• SUPPLIED INFORMATION:
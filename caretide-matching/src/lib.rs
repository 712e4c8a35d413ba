//! Shift-matching core for home-care scheduling
//!
//! Given an unassigned visit, this crate scores every eligible caregiver
//! against a configurable rubric, ranks the candidates, emits bounded
//! assignment proposals, and drives each proposal through a strict
//! lifecycle until the visit is assigned or the proposal set is exhausted.
//! It also serves caregiver self-selection of open shifts and time-based
//! proposal expiry with a full audit trail.
//!
//! Transports, relational drivers, and notification delivery are external
//! collaborators behind the `DataPort`, store, and `NotificationSink`
//! traits.

#![deny(clippy::unwrap_used)]
#![deny(clippy::expect_used)]

pub mod candidate;
pub mod caregiver;
pub mod clock;
pub mod config;
pub mod engine;
pub mod error;
pub mod history;
pub mod ids;
pub mod loader;
pub mod ports;
pub mod preferences;
pub mod proposal;
pub mod query;
pub mod scorer;
pub mod shift;
pub mod store;

pub use candidate::{CaregiverContext, MatchCandidate, MatchQuality, ScoreDimension};
pub use config::{MatchingConfiguration, OptimizeFor, ScoreWeights};
pub use engine::{
    ActorRole, AuthContext, CreateShiftRequest, Deadline, Expirer, ManualProposalRequest,
    MatchOutcome, MatchShiftRequest, MatchingEngine, ProposalResponse,
};
pub use error::{MatchingError, MatchingResult};
pub use history::{MatchHistory, MatchOutcome as HistoryOutcome};
pub use proposal::{AssignmentProposal, ProposalMethod, ProposalStatus};
pub use shift::{MatchingStatus, OpenShift};
pub use store::{ConfigStore, InMemoryDataPort, MemoryStore, ProposalStore, SledStore};
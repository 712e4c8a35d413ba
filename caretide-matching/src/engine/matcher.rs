//! Scheduler-initiated matching
//!
//! One match attempt drives a shift through: CAS to `MATCHING` → resolve
//! configuration → load candidate contexts → score → rank → partition →
//! bound → optional proposal fan-out → history row. A failure after the
//! CAS lands the shift in `NO_MATCH` and propagates; a cancelled deadline
//! rolls the shift back to the status it held before the attempt.

use serde::{Deserialize, Serialize};
use std::time::Duration;

use crate::candidate::MatchCandidate;
use crate::config::MatchingConfiguration;
use crate::error::{MatchingError, MatchingResult};
use crate::history::{MatchHistory, MatchOutcome as HistoryOutcome};
use crate::ids::{ConfigurationId, OpenShiftId};
use crate::proposal::{AssignmentProposal, ProposalMethod};
use crate::scorer;
use crate::shift::{MatchingStatus, OpenShift};

use super::{AuthContext, Deadline, MatchingEngine};

/// Parameters of one match attempt
#[derive(Debug, Clone, Serialize, Deserialize)]
pub struct MatchShiftRequest {
    /// Shift to match
    pub open_shift_id: OpenShiftId,
    /// Explicit configuration override; the scope default applies otherwise
    pub configuration_id: Option<ConfigurationId>,
    /// Cap on selected candidates, below the configured fan-out
    pub max_candidates: Option<usize>,
    /// Emit proposals for the selected candidates immediately
    pub auto_propose: bool,
}

/// Result of one match attempt
#[derive(Debug, Clone, Serialize, Deserialize)]
pub struct MatchOutcome {
    /// Shift after the attempt
    pub shift: OpenShift,
    /// Every scored candidate, ranked
    pub candidates: Vec<MatchCandidate>,
    /// Proposals emitted when auto-propose was on
    pub created_proposals: Vec<AssignmentProposal>,
    /// Candidates that cleared eligibility and the score threshold
    pub eligible_count: usize,
    /// Candidates that did not
    pub ineligible_count: usize,
}

impl MatchingEngine {
    /// Run one match attempt for a shift
    pub async fn match_shift(
        &self,
        auth: &AuthContext,
        request: MatchShiftRequest,
        deadline: Option<Deadline>,
    ) -> MatchingResult<MatchOutcome> {
        let shift_id = request.open_shift_id;
        let now = self.now();

        let shift = self
            .store()
            .get_shift(shift_id)
            .await?
            .ok_or_else(|| MatchingError::NotFound(format!("open shift {}", shift_id)))?;
        self.ensure_same_org(auth, shift.organization_id)?;

        let prior_status = shift.matching_status;
        let held = self.store().begin_matching(shift_id, now).await?;
        tracing::info!(
            shift_id = %shift_id,
            attempt = held.match_attempts,
            "match attempt started"
        );

        let budget = Duration::from_millis(self.settings().matcher_per_shift_budget_ms);
        let attempt = tokio::time::timeout(
            budget,
            self.run_attempt(auth, &held, &request, deadline),
        )
        .await;

        match attempt {
            Ok(Ok(outcome)) => Ok(outcome),
            Ok(Err(MatchingError::DeadlineExceeded)) => {
                // Cancelled before any state-changing write: restore the
                // status the shift held before the attempt
                self.store()
                    .revert_shift(shift_id, prior_status, self.now())
                    .await?;
                Err(MatchingError::DeadlineExceeded)
            }
            Ok(Err(err)) => {
                tracing::warn!(shift_id = %shift_id, error = %err, "match attempt failed");
                self.store()
                    .revert_shift(shift_id, MatchingStatus::NoMatch, self.now())
                    .await?;
                Err(err)
            }
            Err(_elapsed) => {
                let now = self.now();
                let shift = self
                    .store()
                    .revert_shift(shift_id, MatchingStatus::NoMatch, now)
                    .await?;
                self.record_history(
                    MatchHistory::for_attempt(
                        shift.id,
                        shift.visit_id,
                        shift.organization_id,
                        HistoryOutcome::NoCandidates,
                        shift.match_attempts,
                        now,
                    )
                    .with_note(format!(
                        "attempt aborted after exceeding the {} ms budget",
                        self.settings().matcher_per_shift_budget_ms
                    )),
                )
                .await;
                Ok(MatchOutcome {
                    shift,
                    candidates: Vec::new(),
                    created_proposals: Vec::new(),
                    eligible_count: 0,
                    ineligible_count: 0,
                })
            }
        }
    }

    async fn run_attempt(
        &self,
        auth: &AuthContext,
        held: &OpenShift,
        request: &MatchShiftRequest,
        deadline: Option<Deadline>,
    ) -> MatchingResult<MatchOutcome> {
        let config = self.resolve_config(held, request.configuration_id).await?;
        self.check_deadline(deadline)?;

        let contexts = self.loader().load(held, self.now()).await?;
        self.check_deadline(deadline)?;

        let scored_at = self.now();
        let mut candidates: Vec<MatchCandidate> = contexts
            .iter()
            .map(|ctx| self.scorer().score(held, ctx, &config, scored_at))
            .collect();
        scorer::rank(&mut candidates);

        let min_score = config.min_score_for_proposal;
        let eligible_count = candidates.iter().filter(|c| c.clears(min_score)).count();
        let ineligible_count = candidates.len() - eligible_count;

        let cap = request
            .max_candidates
            .unwrap_or(config.max_proposals_per_shift)
            .min(eligible_count);
        let selected: Vec<MatchCandidate> = candidates
            .iter()
            .filter(|c| c.clears(min_score))
            .take(cap)
            .cloned()
            .collect();

        // Last cancellation point before state-changing writes
        self.check_deadline(deadline)?;

        let now = self.now();
        let mut shift = if selected.is_empty() {
            self.store()
                .transition_shift(held.id, MatchingStatus::NoMatch, now)
                .await?
        } else {
            self.store()
                .transition_shift(held.id, MatchingStatus::Matched, now)
                .await?
        };

        let mut created_proposals = Vec::new();
        if request.auto_propose && !selected.is_empty() {
            for candidate in &selected {
                let proposal = self
                    .emit_proposal(auth, &shift, candidate, ProposalMethod::Automatic, true, None)
                    .await?;
                created_proposals.push(proposal);
            }
            shift = self
                .store()
                .transition_shift(shift.id, MatchingStatus::Proposed, self.now())
                .await?;
        }

        self.write_attempt_history(&shift, &config, &created_proposals, eligible_count, candidates.len())
            .await;

        tracing::info!(
            shift_id = %shift.id,
            eligible = eligible_count,
            scored = candidates.len(),
            proposals = created_proposals.len(),
            status = shift.matching_status.as_str(),
            "match attempt finished"
        );

        Ok(MatchOutcome {
            shift,
            candidates,
            created_proposals,
            eligible_count,
            ineligible_count,
        })
    }

    async fn write_attempt_history(
        &self,
        shift: &OpenShift,
        config: &MatchingConfiguration,
        created: &[AssignmentProposal],
        eligible: usize,
        scored: usize,
    ) {
        let outcome = if eligible == 0 {
            HistoryOutcome::NoCandidates
        } else {
            HistoryOutcome::Proposed
        };
        let mut row = MatchHistory::for_attempt(
            shift.id,
            shift.visit_id,
            shift.organization_id,
            outcome,
            shift.match_attempts,
            self.now(),
        )
        .with_note(format!("{} eligible of {} scored", eligible, scored));
        row.configuration_snapshot = serde_json::to_value(config).ok();
        if let Some(best) = created.first() {
            row = row.with_proposal(best.id, best.caregiver_id, best.match_score, best.match_quality);
        }
        self.record_history(row).await;
    }

    pub(crate) fn check_deadline(&self, deadline: Option<Deadline>) -> MatchingResult<()> {
        match deadline {
            Some(deadline) if deadline.expired(self.now()) => {
                Err(MatchingError::DeadlineExceeded)
            }
            _ => Ok(()),
        }
    }
}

• TASK PROMPT:
Wherever the string "clears" appears in a line above, copy that line.

• RESULT OF THIS EXERCISE:
        let eligible_count = candidates.iter().filter(|c| c.clears(min_score)).count();
            .filter(|c| c.clears(min_score))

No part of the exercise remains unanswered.